The Caddell family were evicted by Cromwell's General De Fyne in 1649. The Civil Survey 1654-58 shows Caddells in Moorestown, Swords, Herbertstown and The Naul (Co. Dublin) and at Dameselstown, Heathstown, Baronstown, Great and Little Mooresydes, and Flemingstown (Co. Meath).

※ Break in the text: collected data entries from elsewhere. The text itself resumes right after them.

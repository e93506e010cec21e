//! Output formatting for classification results
//!
//! This module provides:
//! - Text output for human-readable display
//! - JSON output for machine processing

mod json;
mod text;

pub use json::JsonFormatter;
pub use text::TextFormatter;

use crate::domain::{Classification, ClassificationSummary};
use std::io::Write;

/// Output format options
#[derive(Debug, Clone, Copy, PartialEq, Eq, Default)]
pub enum OutputFormat {
    /// Human-readable text output
    #[default]
    Text,
    /// JSON output for machine processing
    Json,
}

/// Output verbosity level
#[derive(Debug, Clone, Copy, PartialEq, Eq, Default)]
pub enum Verbosity {
    /// Only names of shared packages
    Quiet,
    /// Normal output
    #[default]
    Normal,
    /// Adds the rule behind each verdict
    Verbose,
}

/// Configuration for output formatting
#[derive(Debug, Clone)]
pub struct OutputConfig {
    /// Output format (text, json)
    pub format: OutputFormat,
    /// Verbosity level
    pub verbosity: Verbosity,
    /// Hide packages installed per project
    pub shared_only: bool,
    /// Whether to use colors (when supported)
    pub color: bool,
}

impl Default for OutputConfig {
    fn default() -> Self {
        Self {
            format: OutputFormat::default(),
            verbosity: Verbosity::default(),
            shared_only: false,
            color: true,
        }
    }
}

impl OutputConfig {
    /// Create a new output configuration
    pub fn new(format: OutputFormat, verbosity: Verbosity, shared_only: bool) -> Self {
        Self {
            format,
            verbosity,
            shared_only,
            color: true,
        }
    }

    /// Create configuration from CLI arguments
    pub fn from_cli(json: bool, verbose: bool, quiet: bool, shared_only: bool) -> Self {
        let format = if json {
            OutputFormat::Json
        } else {
            OutputFormat::Text
        };

        let verbosity = if quiet {
            Verbosity::Quiet
        } else if verbose {
            Verbosity::Verbose
        } else {
            Verbosity::Normal
        };

        Self::new(format, verbosity, shared_only)
    }

    /// Disable colors (builder pattern)
    pub fn without_color(mut self) -> Self {
        self.color = false;
        self
    }
}

/// Trait for output formatters
pub trait OutputFormatter {
    /// Format and write a full classification run
    fn format(&self, summary: &ClassificationSummary, writer: &mut dyn Write)
        -> std::io::Result<()>;
}

/// Create an output formatter based on configuration
pub fn create_formatter(config: OutputConfig) -> Box<dyn OutputFormatter> {
    match config.format {
        OutputFormat::Text => Box::new(TextFormatter::with_color(
            config.verbosity,
            config.shared_only,
            config.color,
        )),
        OutputFormat::Json => Box::new(JsonFormatter::new(config.shared_only)),
    }
}

/// Verdicts a formatter should print
fn visible(
    summary: &ClassificationSummary,
    shared_only: bool,
) -> impl Iterator<Item = &Classification> {
    summary
        .classifications
        .iter()
        .filter(move |c| !shared_only || c.is_shared())
}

THE "O'FERRALL CADELL" INHERITANCE
In the mid 18th century Richard Caddell succeeded to estates in counties Sligo, Roscommon and Galway, by the will of his uncle, James Farrell of Kilmore, county Roscommon. The will stipulated that he take on the name O'Ferrall.
585 FARRELL, JAMES, Killmore, Co. Roscommon, Esq.

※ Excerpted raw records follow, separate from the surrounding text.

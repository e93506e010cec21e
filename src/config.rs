//! Resolved shared-package configuration
//!
//! Mirrors the `extra.shared-package` section of `composer.json`. The plugin
//! identity is supplied by the host rather than read from the file.

use serde::{Deserialize, Serialize};

/// Pretty name of the installer plugin's own package
pub const PLUGIN_PRETTY_NAME: &str = "letudiant/composer-shared-package-plugin";

/// Package type marking packages managed by the plugin
pub const PLUGIN_PACKAGE_TYPE: &str = "shared-package";

/// Host-supplied constants the classifier compares against
#[derive(Debug, Clone, PartialEq, Eq, Serialize, Deserialize)]
pub struct PluginIdentity {
    /// The plugin's own pretty name, never shared
    pub pretty_name: String,
    /// Package type that is always shared
    pub package_type: String,
}

impl PluginIdentity {
    pub fn new(pretty_name: impl Into<String>, package_type: impl Into<String>) -> Self {
        Self {
            pretty_name: pretty_name.into(),
            package_type: package_type.into(),
        }
    }
}

impl Default for PluginIdentity {
    fn default() -> Self {
        Self::new(PLUGIN_PRETTY_NAME, PLUGIN_PACKAGE_TYPE)
    }
}

/// Configuration consumed by [`crate::solver::SharedPackageSolver`]
#[derive(Debug, Clone, Default, PartialEq, Eq, Serialize, Deserialize)]
#[serde(rename_all = "kebab-case")]
pub struct SharedPackageConfig {
    /// Literal names or `*` patterns; a lone `"*"` shares everything
    #[serde(default)]
    pub package_list: Vec<String>,
    /// Substring patterns a package must match to stay shared
    #[serde(default, rename = "package-include-list")]
    pub include_list: Vec<String>,
    /// Substring patterns that force a package back to the vendor dir
    #[serde(default, rename = "package-exclude-list")]
    pub exclude_list: Vec<String>,
    #[serde(skip)]
    pub plugin: PluginIdentity,
}

impl SharedPackageConfig {
    /// Create an empty configuration with the default plugin identity
    pub fn new() -> Self {
        Self::default()
    }

    /// Set the package list
    pub fn with_package_list<I, S>(mut self, list: I) -> Self
    where
        I: IntoIterator<Item = S>,
        S: Into<String>,
    {
        self.package_list = list.into_iter().map(Into::into).collect();
        self
    }

    /// Set the include list
    pub fn with_include_list<I, S>(mut self, list: I) -> Self
    where
        I: IntoIterator<Item = S>,
        S: Into<String>,
    {
        self.include_list = list.into_iter().map(Into::into).collect();
        self
    }

    /// Set the exclude list
    pub fn with_exclude_list<I, S>(mut self, list: I) -> Self
    where
        I: IntoIterator<Item = S>,
        S: Into<String>,
    {
        self.exclude_list = list.into_iter().map(Into::into).collect();
        self
    }

    /// Override the host plugin identity
    pub fn with_plugin(mut self, plugin: PluginIdentity) -> Self {
        self.plugin = plugin;
        self
    }

    pub fn package_list(&self) -> &[String] {
        &self.package_list
    }

    pub fn include_list(&self) -> &[String] {
        &self.include_list
    }

    pub fn exclude_list(&self) -> &[String] {
        &self.exclude_list
    }
}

25 July 1738. Codicil 18 Aug. 1738. Full, 3 1/2 pp., 27 Jan.
Wife Jean Farrell als. Blake. My brother-in-law Peter Daly of Quansbury and
my kinsman Denis Daly of Raford, both Co. Galway, Esqrs., trustees and
exors. (revoked in codicil). In default of issue male or female of my own
... estates etc.... to John Kelly, junr., second son of my nephew Jno. Kelly
of Clonlyon, and his heirs; they are to assume surname of Farrell and take
the coat of arms of Farrell. Richard Caddell eldest son of my sister Cecila
Caddell als. Farrell by my brother-in-law Thos. Caddell; Robert Caddell,
second son of said sister Celia. Denis Kelly the youngest son of my
brother-in-law Jno. Kelly of Clonlyon deceased. My sister Anstas Kirwan als.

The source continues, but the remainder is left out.